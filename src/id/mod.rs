//! Sortable, time-ordered identifiers.
//!
//! An identifier looks like `prt_0195f3a2c41e8000Xk3m9QpLr2TbWz`: a type
//! prefix, 16 hex characters encoding `unix_millis * 4096 + counter`, and 14
//! random base-62 characters. Ascending IDs sort oldest-first; descending IDs
//! invert the encoded value so plain string ordering yields newest-first.
//!
//! Only ascending IDs can be decoded back to a timestamp.

use std::sync::{Mutex, OnceLock};

use rand::Rng;
use strum::{AsRefStr, Display, EnumString};

use crate::error::{KilnError, Result};

const RANDOM_LEN: usize = 14;
const TIME_HEX_LEN: usize = 16;
const COUNTER_SPACE: u64 = 0x1000;
const BASE62: &[u8] = b"0123456789ABCDEFGHIJKLMNOPQRSTUVWXYZabcdefghijklmnopqrstuvwxyz";

static DEFAULT_GENERATOR: OnceLock<IdGenerator> = OnceLock::new();

/// Identifier type prefix.
#[derive(Debug, Clone, Copy, PartialEq, Eq, Hash, Display, EnumString, AsRefStr)]
pub enum IdPrefix {
    #[strum(serialize = "ses")]
    Session,
    #[strum(serialize = "msg")]
    Message,
    #[strum(serialize = "prt")]
    Part,
    #[strum(serialize = "per")]
    Permission,
    #[strum(serialize = "tool")]
    Tool,
    #[strum(serialize = "call")]
    Call,
}

impl IdPrefix {
    pub fn as_str(&self) -> &str {
        self.as_ref()
    }
}

/// Sort direction of a generated identifier.
#[derive(Debug, Clone, Copy, PartialEq, Eq)]
pub enum Direction {
    Ascending,
    Descending,
}

#[derive(Debug, Default)]
struct ClockState {
    last_millis: u64,
    counter: u64,
}

/// Generator holding the per-millisecond counter.
///
/// Most callers use the free functions backed by a process-wide generator;
/// tests may construct their own.
#[derive(Debug, Default)]
pub struct IdGenerator {
    state: Mutex<ClockState>,
}

impl IdGenerator {
    pub fn new() -> Self {
        Self::default()
    }

    pub fn ascending(&self, prefix: IdPrefix) -> String {
        self.create(prefix, Direction::Ascending)
    }

    pub fn descending(&self, prefix: IdPrefix) -> String {
        self.create(prefix, Direction::Descending)
    }

    pub fn create(&self, prefix: IdPrefix, direction: Direction) -> String {
        let now = chrono::Utc::now().timestamp_millis().max(0) as u64;
        self.create_at(prefix, direction, now)
    }

    fn create_at(&self, prefix: IdPrefix, direction: Direction, now_millis: u64) -> String {
        let encoded = self.next_value(now_millis);
        let value = match direction {
            Direction::Ascending => encoded,
            Direction::Descending => !encoded,
        };
        format!(
            "{}_{:0width$x}{}",
            prefix.as_str(),
            value,
            random_base62(RANDOM_LEN),
            width = TIME_HEX_LEN
        )
    }

    fn next_value(&self, now_millis: u64) -> u64 {
        let mut state = self
            .state
            .lock()
            .unwrap_or_else(|poisoned| poisoned.into_inner());
        // A clock that steps backwards keeps counting on the last millisecond.
        if now_millis > state.last_millis {
            state.last_millis = now_millis;
            state.counter = 0;
        }
        state.counter += 1;
        state
            .last_millis
            .wrapping_mul(COUNTER_SPACE)
            .wrapping_add(state.counter)
    }
}

fn default_generator() -> &'static IdGenerator {
    DEFAULT_GENERATOR.get_or_init(IdGenerator::new)
}

/// New ascending identifier from the process-wide generator.
pub fn ascending(prefix: IdPrefix) -> String {
    default_generator().ascending(prefix)
}

/// New descending identifier from the process-wide generator.
pub fn descending(prefix: IdPrefix) -> String {
    default_generator().descending(prefix)
}

/// Accept an externally supplied identifier if it carries the expected prefix.
pub fn given(prefix: IdPrefix, id: &str) -> Result<String> {
    let expected = format!("{}_", prefix.as_str());
    if !id.starts_with(&expected) {
        return Err(KilnError::Validation(format!(
            "ID {id} does not start with {}",
            prefix.as_str()
        )));
    }
    Ok(id.to_string())
}

/// Decode the creation time (unix millis) of an ascending identifier.
///
/// The value returned for a descending identifier is meaningless.
pub fn timestamp(id: &str) -> Option<u64> {
    let (_, rest) = id.split_once('_')?;
    let hex = rest.get(..TIME_HEX_LEN)?;
    let encoded = u64::from_str_radix(hex, 16).ok()?;
    Some(encoded / COUNTER_SPACE)
}

fn random_base62(len: usize) -> String {
    let mut rng = rand::rng();
    (0..len)
        .map(|_| BASE62[rng.random_range(0..BASE62.len())] as char)
        .collect()
}

#[cfg(test)]
mod tests {
    use super::*;

    #[test]
    fn ascending_ids_sort_in_creation_order() {
        let generator = IdGenerator::new();
        let ids: Vec<String> = (0..200)
            .map(|_| generator.ascending(IdPrefix::Part))
            .collect();
        let mut sorted = ids.clone();
        sorted.sort();
        assert_eq!(ids, sorted);
    }

    #[test]
    fn descending_ids_sort_newest_first() {
        let generator = IdGenerator::new();
        let ids: Vec<String> = (0..200)
            .map(|_| generator.descending(IdPrefix::Session))
            .collect();
        let mut sorted = ids.clone();
        sorted.sort();
        sorted.reverse();
        assert_eq!(ids, sorted);
    }

    #[test]
    fn timestamp_round_trips_ascending_ids() {
        let before = chrono::Utc::now().timestamp_millis() as u64;
        let id = ascending(IdPrefix::Message);
        let after = chrono::Utc::now().timestamp_millis() as u64;
        let decoded = timestamp(&id).expect("decodable");
        assert!(decoded + 1 >= before && decoded <= after + 1, "{decoded} not in [{before}, {after}]");
    }

    #[test]
    fn same_millisecond_ids_are_disambiguated_by_counter() {
        let generator = IdGenerator::new();
        let a = generator.create_at(IdPrefix::Tool, Direction::Ascending, 1_000);
        let b = generator.create_at(IdPrefix::Tool, Direction::Ascending, 1_000);
        assert!(a < b);
        assert_eq!(timestamp(&a), Some(1_000));
        assert_eq!(timestamp(&b), Some(1_000));
    }

    #[test]
    fn backwards_clock_keeps_ordering() {
        let generator = IdGenerator::new();
        let a = generator.create_at(IdPrefix::Part, Direction::Ascending, 5_000);
        let b = generator.create_at(IdPrefix::Part, Direction::Ascending, 4_000);
        assert!(a < b);
    }

    #[test]
    fn id_shape_has_prefix_hex_and_random_tail() {
        let id = ascending(IdPrefix::Permission);
        let rest = id.strip_prefix("per_").expect("prefix");
        assert_eq!(rest.len(), TIME_HEX_LEN + RANDOM_LEN);
        assert!(rest[..TIME_HEX_LEN].chars().all(|c| c.is_ascii_hexdigit()));
        assert!(rest[TIME_HEX_LEN..].chars().all(|c| c.is_ascii_alphanumeric()));
    }

    #[test]
    fn given_passes_through_matching_prefix() {
        let id = ascending(IdPrefix::Session);
        assert_eq!(given(IdPrefix::Session, &id).unwrap(), id);
    }

    #[test]
    fn given_rejects_mismatched_prefix() {
        let id = ascending(IdPrefix::Session);
        let err = given(IdPrefix::Message, &id).unwrap_err();
        assert!(matches!(err, KilnError::Validation(_)));
    }

    #[test]
    fn prefix_parses_from_string() {
        assert_eq!("prt".parse::<IdPrefix>().unwrap(), IdPrefix::Part);
        assert_eq!(IdPrefix::Tool.to_string(), "tool");
    }
}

######

▶ WORK TO COMPLETE
Filter the listing above so that only lines holding the word "rest" remain, and report those lines.

▶ SOLUTION FOR THIS PROBLEM
    let (_, rest) = id.split_once('_')?;
    let hex = rest.get(..TIME_HEX_LEN)?;
        let rest = id.strip_prefix("per_").expect("prefix");
        assert_eq!(rest.len(), TIME_HEX_LEN + RANDOM_LEN);
        assert!(rest[..TIME_HEX_LEN].chars().all(|c| c.is_ascii_hexdigit()));
        assert!(rest[TIME_HEX_LEN..].chars().all(|c| c.is_ascii_alphanumeric()));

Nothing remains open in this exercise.